Exercise aim: Copy each line of the listing where the word "Some" can be found.

BEGIN Extracted records

impl Converter<'_> {
    pub(super) fn block(&mut self, tree: &JcTree) -> Result<NodeId> {
        let JcKind::Block { stats, .. } = &tree.kind else {
            return Err(ConversionError::unsupported(tree.tag(), tree.start));
        };
        let id = self.alloc(tree, NodeKind::Block);
        self.statements_into(id, Prop::Statements, stats)?;
        Ok(id)
    }

    /// Converts a statement list, merging local variables declared together.
    pub(super) fn statements_into(&mut self, owner: NodeId, prop: Prop, stats: &[JcTree]) -> Result<()> {
        for item in group_declarations(stats) {
            let statement = match item {
                Grouped::Vars(group) => self.variable_declaration_statement(&group)?,
                Grouped::Single(tree) => self.statement(tree)?,
            };
            self.ast.add_child(owner, prop, statement);
        }
        Ok(())
    }

    pub(super) fn statement(&mut self, tree: &JcTree) -> Result<NodeId> {
        let id = match &tree.kind {
            JcKind::Block { .. } => return self.block(tree),
            JcKind::Skip => self.alloc(tree, NodeKind::EmptyStatement),
            JcKind::Exec { expr } => return self.expression_statement(tree, expr),
            JcKind::VarDef { .. } => return self.variable_declaration_statement(&[tree]),
            JcKind::ClassDef { .. } => {
                let declaration = self.type_declaration(tree)?;
                let id = self.alloc(tree, NodeKind::TypeDeclarationStatement);
                self.ast.add_child(id, Prop::Declaration, declaration);
                id
            }
            JcKind::If {
                cond,
                thenpart,
                elsepart,
            } => {
                let id = self.alloc(tree, NodeKind::IfStatement);
                let cond = self.expr(unparenthesized(cond))?;
                self.ast.add_child(id, Prop::Expression, cond);
                let then = self.statement(thenpart)?;
                self.ast.add_child(id, Prop::ThenStatement, then);
                if let Some(elsepart) = elsepart {
                    let otherwise = self.statement(elsepart)?;
                    self.ast.add_child(id, Prop::ElseStatement, otherwise);
                }
                id
            }
            JcKind::WhileLoop { cond, body } => {
                let id = self.alloc(tree, NodeKind::WhileStatement);
                let cond = self.expr(unparenthesized(cond))?;
                self.ast.add_child(id, Prop::Expression, cond);
                let body = self.statement(body)?;
                self.ast.add_child(id, Prop::Body, body);
                id
            }
            JcKind::DoLoop { body, cond } => {
                let id = self.alloc(tree, NodeKind::DoStatement);
                let body = self.statement(body)?;
                self.ast.add_child(id, Prop::Body, body);
                let cond = self.expr(unparenthesized(cond))?;
                self.ast.add_child(id, Prop::Expression, cond);
                id
            }
            JcKind::ForLoop {
                init,
                cond,
                step,
                body,
            } => {
                let id = self.alloc(tree, NodeKind::ForStatement);
                for item in group_declarations(init) {
                    let initializer = match item {
                        Grouped::Vars(group) => self.variable_declaration_expression(&group)?,
                        Grouped::Single(JcTree {
                            kind: JcKind::Exec { expr },
                            ..
                        }) => self.expr(expr)?,
                        Grouped::Single(other) => self.expr(other)?,
                    };
                    self.ast.add_child(id, Prop::Initializers, initializer);
                }
                if let Some(cond) = cond {
                    let cond = self.expr(cond)?;
                    self.ast.add_child(id, Prop::Expression, cond);
                }
                for update in step {
                    let update = match &update.kind {
                        JcKind::Exec { expr } => self.expr(expr)?,
                        _ => self.expr(update)?,
                    };
                    self.ast.add_child(id, Prop::Updaters, update);
                }
                let body = self.statement(body)?;
                self.ast.add_child(id, Prop::Body, body);
                id
            }
            JcKind::ForeachLoop { var, expr, body } => {
                let id = self.alloc(tree, NodeKind::EnhancedForStatement);
                let parameter = self.single_variable(var, 0)?;
                self.ast.add_child(id, Prop::Parameter, parameter);
                let expr = self.expr(expr)?;
                self.ast.add_child(id, Prop::Expression, expr);
                let body = self.statement(body)?;
                self.ast.add_child(id, Prop::Body, body);
                id
            }
            JcKind::Labelled { label, body } => {
                let id = self.alloc(tree, NodeKind::LabeledStatement);
                let label = self.simple_name(label, SourceRange::UNSET);
                self.ast.add_child(id, Prop::Label, label);
                let body = self.statement(body)?;
                self.ast.add_child(id, Prop::Body, body);
                id
            }
            JcKind::Break { label } | JcKind::Continue { label } => {
                let kind = if matches!(tree.kind, JcKind::Break { .. }) {
                    NodeKind::BreakStatement
                } else {
                    NodeKind::ContinueStatement
                };
                let id = self.alloc(tree, kind);
                if let Some(label) = label {
                    let label = self.simple_name(label, SourceRange::UNSET);
                    self.ast.add_child(id, Prop::Label, label);
                }
                id
            }
            JcKind::Yield { value } => {
                let id = self.alloc(tree, NodeKind::YieldStatement);
                let value = self.expr(value)?;
                self.ast.add_child(id, Prop::Expression, value);
                id
            }
            JcKind::Return { expr } => {
                let id = self.alloc(tree, NodeKind::ReturnStatement);
                if let Some(expr) = expr {
                    let expr = self.expr(expr)?;
                    self.ast.add_child(id, Prop::Expression, expr);
                }
                id
            }
            JcKind::Throw { expr } => {
                let id = self.alloc(tree, NodeKind::ThrowStatement);
                let expr = self.expr(expr)?;
                self.ast.add_child(id, Prop::Expression, expr);
                id
            }
            JcKind::Switch { selector, cases } => {
                let id = self.alloc(tree, NodeKind::SwitchStatement);
                let selector = self.expr(unparenthesized(selector))?;
                self.ast.add_child(id, Prop::Expression, selector);
                self.switch_body(id, cases)?;
                id
            }
            JcKind::Synchronized { lock, body } => {
                let id = self.alloc(tree, NodeKind::SynchronizedStatement);
                let lock = self.expr(unparenthesized(lock))?;
                self.ast.add_child(id, Prop::Expression, lock);
                let body = self.block(body)?;
                self.ast.add_child(id, Prop::Body, body);
                id
            }
            JcKind::Try {
                resources,
                body,
                catchers,
                finalizer,
            } => {
                let id = self.alloc(tree, NodeKind::TryStatement);
                for resource in resources {
                    let resource = match &resource.kind {
                        JcKind::VarDef { .. } => self.variable_declaration_expression(&[resource])?,
                        _ => self.expr(resource)?,
                    };
                    self.ast.add_child(id, Prop::Resources, resource);
                }
                let body = self.block(body)?;
                self.ast.add_child(id, Prop::Body, body);
                for catcher in catchers {
                    let JcKind::Catch { param, body } = &catcher.kind else {
                        return Err(ConversionError::unsupported(catcher.tag(), catcher.start));
                    };
                    let clause = self.alloc(catcher, NodeKind::CatchClause);
                    let exception = self.single_variable(param, 0)?;
                    self.ast.add_child(clause, Prop::Exception, exception);
                    let body = self.block(body)?;
                    self.ast.add_child(clause, Prop::Body, body);
                    self.ast.add_child(id, Prop::CatchClauses, clause);
                }
                if let Some(finalizer) = finalizer {
                    let finalizer = self.block(finalizer)?;
                    self.ast.add_child(id, Prop::Finally, finalizer);
                }
                id
            }
            JcKind::Assert { cond, detail } => {
                let id = self.alloc(tree, NodeKind::AssertStatement);
                let cond = self.expr(cond)?;
                self.ast.add_child(id, Prop::Expression, cond);
                if let Some(detail) = detail {
                    let message = self.expr(detail)?;
                    self.ast.add_child(id, Prop::Message, message);
                }
                id
            }
            JcKind::Erroneous { errs } => return self.erroneous_statement(tree, errs),
            _ => return Err(ConversionError::unsupported(tree.tag(), tree.start)),
        };
        Ok(id)
    }

    /// `this(...)` and `super(...)` calls are recognized here, on the wrapping
    /// statement, rather than as expressions.
    fn expression_statement(&mut self, tree: &JcTree, expr: &JcTree) -> Result<NodeId> {
        if let JcKind::Apply {
            typeargs,
            meth,
            args,
        } = &expr.kind
        {
            let kind = match &meth.kind {
                JcKind::Ident { name } if name == "this" => Some(NodeKind::ConstructorInvocation),
                JcKind::Ident { name } if name == "super" => {
                    Some(NodeKind::SuperConstructorInvocation)
                }
                JcKind::Select { name, .. } if name == "super" => {
                    Some(NodeKind::SuperConstructorInvocation)
                }
                _ => None,
            };
            if let Some(kind) = kind {
                let id = self.alloc(tree, kind);
                if let JcKind::Select { selected, .. } = &meth.kind {
                    let outer = self.expr(selected)?;
                    self.ast.add_child(id, Prop::Expression, outer);
                }
                self.type_arguments(id, typeargs)?;
                self.arguments(id, args)?;
                return Ok(id);
            }
        }
        let id = self.alloc(tree, NodeKind::ExpressionStatement);
        let expr = self.expr(expr)?;
        self.ast.add_child(id, Prop::Expression, expr);
        Ok(id)
    }

    /// Keeps a lone salvaged statement, wraps a lone expression, and turns
    /// anything else into an empty block.
    fn erroneous_statement(&mut self, tree: &JcTree, errs: &[JcTree]) -> Result<NodeId> {
        if let [only] = errs {
            let id = if only.is_expression() {
                let expr = self.expr(only)?;
                let id = self.alloc(tree, NodeKind::ExpressionStatement);
                self.ast.add_child(id, Prop::Expression, expr);
                id
            } else {
                self.statement(only)?
            };
            self.mark_recovered(id);
            return Ok(id);
        }
        tracing::warn!(
            "Erroneous statement with {} parts at offset {}",
            errs.len(),
            tree.start
        );
        Ok(self.placeholder(tree, NodeKind::Block))
    }

    /// Flattens foreign case groups into alternating `SwitchCase` labels and
    /// statements under `owner`.
    pub(super) fn switch_body(&mut self, owner: NodeId, cases: &[JcTree]) -> Result<()> {
        for case in cases {
            let JcKind::Case {
                labels,
                is_default,
                rule,
                stats,
            } = &case.kind
            else {
                return Err(ConversionError::unsupported(case.tag(), case.start));
            };
            let label_end = labels
                .iter()
                .map(|l| self.end_of(l))
                .max()
                .unwrap_or(case.start)
                .max(case.start);
            let arrow = if *rule { "->" } else { ":" };
            let end = self
                .find_token(arrow, label_end, self.end_of(case).max(label_end + 1))
                .map(|t| t.end)
                .unwrap_or_else(|| self.end_of(case));
            let id = self.alloc_at(
                case,
                NodeKind::SwitchCase {
                    switch_labeled_rule: *rule,
                    is_default: *is_default,
                },
                SourceRange::from_bounds(case.start, end),
            );
            for label in labels {
                let label = self.case_label(label)?;
                self.ast.add_child(id, Prop::Expressions, label);
            }
            self.ast.add_child(owner, Prop::Statements, id);
            self.statements_into(owner, Prop::Statements, stats)?;
        }
        Ok(())
    }

    fn case_label(&mut self, label: &JcTree) -> Result<NodeId> {
        match &label.kind {
            JcKind::BindingPattern { var } => {
                let pattern = self.alloc(label, NodeKind::TypePattern);
                let variable = self.single_variable(var, 0)?;
                self.ast.add_child(pattern, Prop::Parameter, variable);
                Ok(pattern)
            }
            JcKind::RecordPattern { .. } | JcKind::AnyPattern => {
                Err(ConversionError::unsupported(label.tag(), label.start))
            }
            _ => self.expr(label),
        }
    }
}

END Extracted records

Solution to this problem:
                if let Some(elsepart) = elsepart {
                if let Some(cond) = cond {
                if let Some(label) = label {
                if let Some(expr) = expr {
                if let Some(finalizer) = finalizer {
                if let Some(detail) = detail {
                JcKind::Ident { name } if name == "this" => Some(NodeKind::ConstructorInvocation),
                    Some(NodeKind::SuperConstructorInvocation)
                    Some(NodeKind::SuperConstructorInvocation)
            if let Some(kind) = kind {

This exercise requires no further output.